Lors de son passage à l'émission hebdomadaire d'Arab News "Frankly Speaking", M. Hariri a expliqué les raisons de son retour, son point de vue sur les nouveaux dirigeants du Liban, sa position sur le Hezbollah et la Syrie, et son message à la communauté chiite de son pays. (Photo AN)
Pour M. Hariri, l'effondrement économique est un facteur clé.
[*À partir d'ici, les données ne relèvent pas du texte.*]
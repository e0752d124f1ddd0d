//! Event Multiplexer
//!
//! The reactor owns all server state and is the only thing that mutates it.
//! It blocks on two channels at once: kernel events (device readiness,
//! signals, timers, process exits) and control events from the listener.
//! Every wake drains both channels, up to `max_batch` events each, and
//! dispatches the whole batch before blocking again.
//!
//! Process exit and connection loss both end in the same application teardown
//! as an explicit `teardown_application` message.

mod process;
mod sources;

use std::collections::HashMap;
use std::os::unix::io::RawFd;
use std::path::PathBuf;
use std::time::Duration;

use mio::Token;
use tokio::sync::mpsc;
use tracing::{debug, error, info, warn};
use windowserver_ipc::{InputEvent, ServerMessage};

pub use process::ProcessWatch;
pub use sources::{Signal, Sources};

use crate::config::{Config, InputConfig};
use crate::control::{self, Command};
use crate::error::Result;
use crate::input::adapter::InputAdapter;
use crate::input::{InputRouter, RouteOutcome};
use crate::session::{ConnectionId, Endpoint, Registry, WindowId};
use crate::surface::SurfaceProvider;

const CHANNEL_CAPACITY: usize = 1024;

/// Events from the kernel side of the multiplexer
#[derive(Debug, Clone, Copy, PartialEq, Eq)]
pub enum KernelEvent {
    /// A watched input device has data
    DeviceReadable(Token),
    /// A client process is gone
    ProcessExited(u32),
    Signal(Signal),
    Timer(Token),
}

/// Events from the control channel, in per-connection order
#[derive(Debug)]
pub enum ControlEvent {
    Connected { conn: ConnectionId, endpoint: Endpoint },
    Frame { conn: ConnectionId, payload: Vec<u8> },
    Disconnected { conn: ConnectionId },
}

/// Kernel sources that can be added to the watch set
#[derive(Debug, Clone, Copy, PartialEq, Eq)]
pub enum Interest {
    DeviceReadable(RawFd),
    ProcessExit(u32),
    Signal(Signal),
    Timer(Duration),
}

/// Cloneable way into a running reactor
#[derive(Debug, Clone)]
pub struct ReactorHandle {
    kernel: mpsc::Sender<KernelEvent>,
    control: mpsc::Sender<ControlEvent>,
}

impl ReactorHandle {
    pub fn control_sender(&self) -> mpsc::Sender<ControlEvent> {
        self.control.clone()
    }

    pub async fn send_kernel(&self, event: KernelEvent) -> bool {
        self.kernel.send(event).await.is_ok()
    }

    pub async fn send_control(&self, event: ControlEvent) -> bool {
        self.control.send(event).await.is_ok()
    }

    /// Ask the loop to stop after its current batch
    pub fn stop(&self) {
        if self.kernel.try_send(KernelEvent::Signal(Signal::Terminate)).is_err() {
            warn!("Reactor did not accept stop request");
        }
    }
}

pub struct Reactor {
    registry: Registry,
    router: InputRouter,
    input: Box<dyn InputAdapter>,
    processes: ProcessWatch,
    sources: Sources,
    connections: HashMap<ConnectionId, Endpoint>,

    kernel_tx: mpsc::Sender<KernelEvent>,
    kernel_rx: mpsc::Receiver<KernelEvent>,
    control_tx: mpsc::Sender<ControlEvent>,
    control_rx: mpsc::Receiver<ControlEvent>,

    next_token: usize,
    probe_timer: Option<Token>,
    max_batch: usize,
    config_path: Option<PathBuf>,

    shell_pid: Option<u32>,
    stop_on_shell_exit: bool,

    /// Focus pair last announced to clients
    announced_focus: Option<(String, WindowId)>,
    stopping: bool,
}

impl Reactor {
    pub fn new(config: &Config, input: Box<dyn InputAdapter>, surfaces: Box<dyn SurfaceProvider>) -> Self {
        let (kernel_tx, kernel_rx) = mpsc::channel(CHANNEL_CAPACITY);
        let (control_tx, control_rx) = mpsc::channel(CHANNEL_CAPACITY);

        let mut registry = Registry::new(surfaces);
        registry.set_focus_options(config.input.focus_options());

        Self {
            registry,
            router: InputRouter::new(&config.input),
            input,
            processes: ProcessWatch::new(),
            sources: Sources::new(),
            connections: HashMap::new(),
            kernel_tx,
            kernel_rx,
            control_tx,
            control_rx,
            next_token: 0,
            probe_timer: None,
            max_batch: config.server.max_batch.max(1),
            config_path: None,
            shell_pid: None,
            stop_on_shell_exit: config.session.stop_on_shell_exit,
            announced_focus: None,
            stopping: false,
        }
    }

    /// File re-read for the `[input]` section on SIGHUP
    pub fn set_config_path(&mut self, path: Option<PathBuf>) {
        self.config_path = path;
    }

    pub fn handle(&self) -> ReactorHandle {
        ReactorHandle {
            kernel: self.kernel_tx.clone(),
            control: self.control_tx.clone(),
        }
    }

    pub fn registry(&self) -> &Registry {
        &self.registry
    }

    pub fn processes(&self) -> &ProcessWatch {
        &self.processes
    }

    /// Add a kernel source to the watch set. The returned token identifies
    /// device and timer events; it is meaningless for the other kinds.
    pub fn register_interest(&mut self, interest: Interest) -> Result<Token> {
        let token = Token(self.next_token);
        self.next_token += 1;

        match interest {
            Interest::DeviceReadable(fd) => {
                self.sources.watch_fd(fd, token, self.kernel_tx.clone())?;
                info!("Watching device fd {} as {:?}", fd, token);
            }
            Interest::ProcessExit(pid) => {
                self.processes.watch(pid);
            }
            Interest::Signal(sig) => {
                self.sources.watch_signal(sig, self.kernel_tx.clone())?;
                debug!("Watching {:?}", sig);
            }
            Interest::Timer(period) => {
                self.sources.watch_timer(period, token, self.kernel_tx.clone());
                debug!("Timer {:?} every {:?}", token, period);
            }
        }
        Ok(token)
    }

    /// Install SIGCHLD and a periodic probe, both of which reap watched pids
    pub fn watch_processes(&mut self, probe_interval: Duration) -> Result<()> {
        self.register_interest(Interest::Signal(Signal::Child))?;
        let token = self.register_interest(Interest::Timer(probe_interval))?;
        self.probe_timer = Some(token);
        Ok(())
    }

    /// Watch the initial shell; its exit may stop the loop
    pub fn watch_shell(&mut self, pid: u32) {
        self.shell_pid = Some(pid);
        self.processes.watch(pid);
    }

    // ========================================================================
    // Main loop
    // ========================================================================

    /// Run until stopped. Returns after the batch containing the stop request
    /// has been fully dispatched.
    pub async fn run(&mut self) -> Result<()> {
        info!("Starting main event loop");
        while self.run_once().await {}
        info!("Main event loop stopped");
        Ok(())
    }

    /// Block for one wake, dispatch everything drained. Returns `false` once
    /// the loop should stop.
    pub async fn run_once(&mut self) -> bool {
        let mut kernel_batch = Vec::new();
        let mut control_batch = Vec::new();

        tokio::select! {
            Some(event) = self.kernel_rx.recv() => kernel_batch.push(event),
            Some(event) = self.control_rx.recv() => control_batch.push(event),
            else => {
                error!("Event channels closed");
                self.stopping = true;
                return false;
            }
        }

        // Drain whatever else is ready on both channels
        while kernel_batch.len() < self.max_batch {
            match self.kernel_rx.try_recv() {
                Ok(event) => kernel_batch.push(event),
                Err(_) => break,
            }
        }
        while control_batch.len() < self.max_batch {
            match self.control_rx.try_recv() {
                Ok(event) => control_batch.push(event),
                Err(_) => break,
            }
        }
        debug!(
            "Dispatching {} kernel and {} control events",
            kernel_batch.len(),
            control_batch.len()
        );

        for event in kernel_batch {
            self.dispatch_kernel(event);
            self.announce_focus();
        }
        for event in control_batch {
            self.dispatch_control(event);
            self.announce_focus();
        }

        !self.stopping
    }

    // ========================================================================
    // Dispatch
    // ========================================================================

    fn dispatch_kernel(&mut self, event: KernelEvent) {
        match event {
            KernelEvent::DeviceReadable(token) => {
                debug!("Device {:?} readable", token);
                while let Some(input) = self.input.next_event() {
                    self.route(&input);
                    self.announce_focus();
                }
                for fd in self.input.take_closed_fds() {
                    if self.sources.unwatch_fd(fd) {
                        info!("Stopped watching closed device fd {}", fd);
                    }
                }
            }
            KernelEvent::ProcessExited(pid) => self.process_exited(pid),
            KernelEvent::Signal(Signal::Terminate | Signal::Interrupt) => {
                info!("Stop requested");
                self.stopping = true;
            }
            KernelEvent::Signal(Signal::Hangup) => self.reload_input_config(),
            KernelEvent::Signal(Signal::Child) => self.reap_processes(),
            KernelEvent::Timer(token) if Some(token) == self.probe_timer => self.reap_processes(),
            KernelEvent::Timer(token) => debug!("Timer {:?} fired", token),
        }
    }

    fn dispatch_control(&mut self, event: ControlEvent) {
        match event {
            ControlEvent::Connected { conn, endpoint } => {
                info!("Client connected ({})", conn);
                self.connections.insert(conn, endpoint);
            }
            ControlEvent::Frame { conn, payload } => {
                let Some(endpoint) = self.connections.get(&conn).cloned() else {
                    warn!("Frame from unknown connection {} dropped", conn);
                    return;
                };
                match control::handle_message(&mut self.registry, &endpoint, &payload) {
                    Ok(Command::RegisterApplication { pid, .. }) => {
                        self.processes.watch(pid);
                    }
                    Ok(_) | Err(_) => {}
                }
            }
            ControlEvent::Disconnected { conn } => {
                self.connections.remove(&conn);
                let apps = self.registry.apps_on_connection(conn);
                info!("Client disconnected ({}), tearing down {} application(s)", conn, apps.len());
                for id in apps {
                    self.teardown_application(&id);
                }
            }
        }
    }

    fn route(&mut self, event: &InputEvent) {
        match self.router.route_input_event(&mut self.registry, event) {
            RouteOutcome::Delivered(window) => debug!("Input delivered to window {}", window),
            RouteOutcome::Discarded | RouteOutcome::Consumed => {}
            RouteOutcome::Undeliverable(window) => debug!("Input for window {} dropped", window),
        }
    }

    /// The single teardown path shared by explicit teardown, process exit and
    /// connection loss
    fn teardown_application(&mut self, id: &str) {
        self.registry.unregister_application(id);
    }

    fn process_exited(&mut self, pid: u32) {
        self.processes.unwatch(pid);

        let apps = self.registry.apps_with_pid(pid);
        if !apps.is_empty() {
            info!("Process {} exited, tearing down {:?}", pid, apps);
        }
        for id in apps {
            self.teardown_application(&id);
        }

        if self.shell_pid == Some(pid) {
            self.shell_pid = None;
            if self.stop_on_shell_exit {
                info!("Shell (pid {}) exited, stopping", pid);
                self.stopping = true;
            } else {
                warn!("Shell (pid {}) exited", pid);
            }
        }
    }

    fn reap_processes(&mut self) {
        // Pids whose applications are all gone no longer need probing
        let registry = &self.registry;
        let shell = self.shell_pid;
        self.processes
            .retain(|&pid| Some(pid) == shell || !registry.apps_with_pid(pid).is_empty());

        for pid in self.processes.reap() {
            self.process_exited(pid);
        }
    }

    fn reload_input_config(&mut self) {
        let Some(path) = self.config_path.as_deref() else {
            debug!("SIGHUP ignored, no config file");
            return;
        };
        match Config::load_from(path) {
            Ok(config) => {
                self.apply_input_config(&config.input);
                info!("Reloaded input configuration");
            }
            Err(e) => warn!("Failed to reload configuration: {:#}", e),
        }
    }

    pub fn apply_input_config(&mut self, input: &InputConfig) {
        self.router.reconfigure(input);
        self.registry.set_focus_options(input.focus_options());
    }

    /// Tell clients about a focus change since the last announcement
    fn announce_focus(&mut self) {
        let current = self
            .registry
            .focus()
            .map(|f| (f.app_id.clone(), f.window));
        if current == self.announced_focus {
            return;
        }

        if let Some((app_id, window)) = &self.announced_focus {
            if let Some(app) = self.registry.app(app_id) {
                app.endpoint().send(ServerMessage::Focus { window_id: window.0, focused: false });
            }
        }
        if let Some((app_id, window)) = &current {
            if let Some(app) = self.registry.app(app_id) {
                app.endpoint().send(ServerMessage::Focus { window_id: window.0, focused: true });
            }
        }
        self.announced_focus = current;
    }

    /// Tear down every application and stop all forwarders
    pub fn shutdown(&mut self) {
        let count = self.registry.clear();
        self.connections.clear();
        self.sources = Sources::new();
        info!("Shut down: tore down {} application(s)", count);
    }
}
Il a rappelé comment, sous son père, l'économie libanaise avait progressé malgré la présence syrienne et la domination du Hezbollah. "Aujourd'hui, rien ne va plus, et le moins que l'on puisse dire, c'est que je suis très inquiet", a-t-il déclaré. "L'économie est en ruine, rien ne bouge, la lire (en tout cas) ne bouge pas.

Pour Bahaa Hariri, "rester sur le côté et ne rien faire n'est pas une option".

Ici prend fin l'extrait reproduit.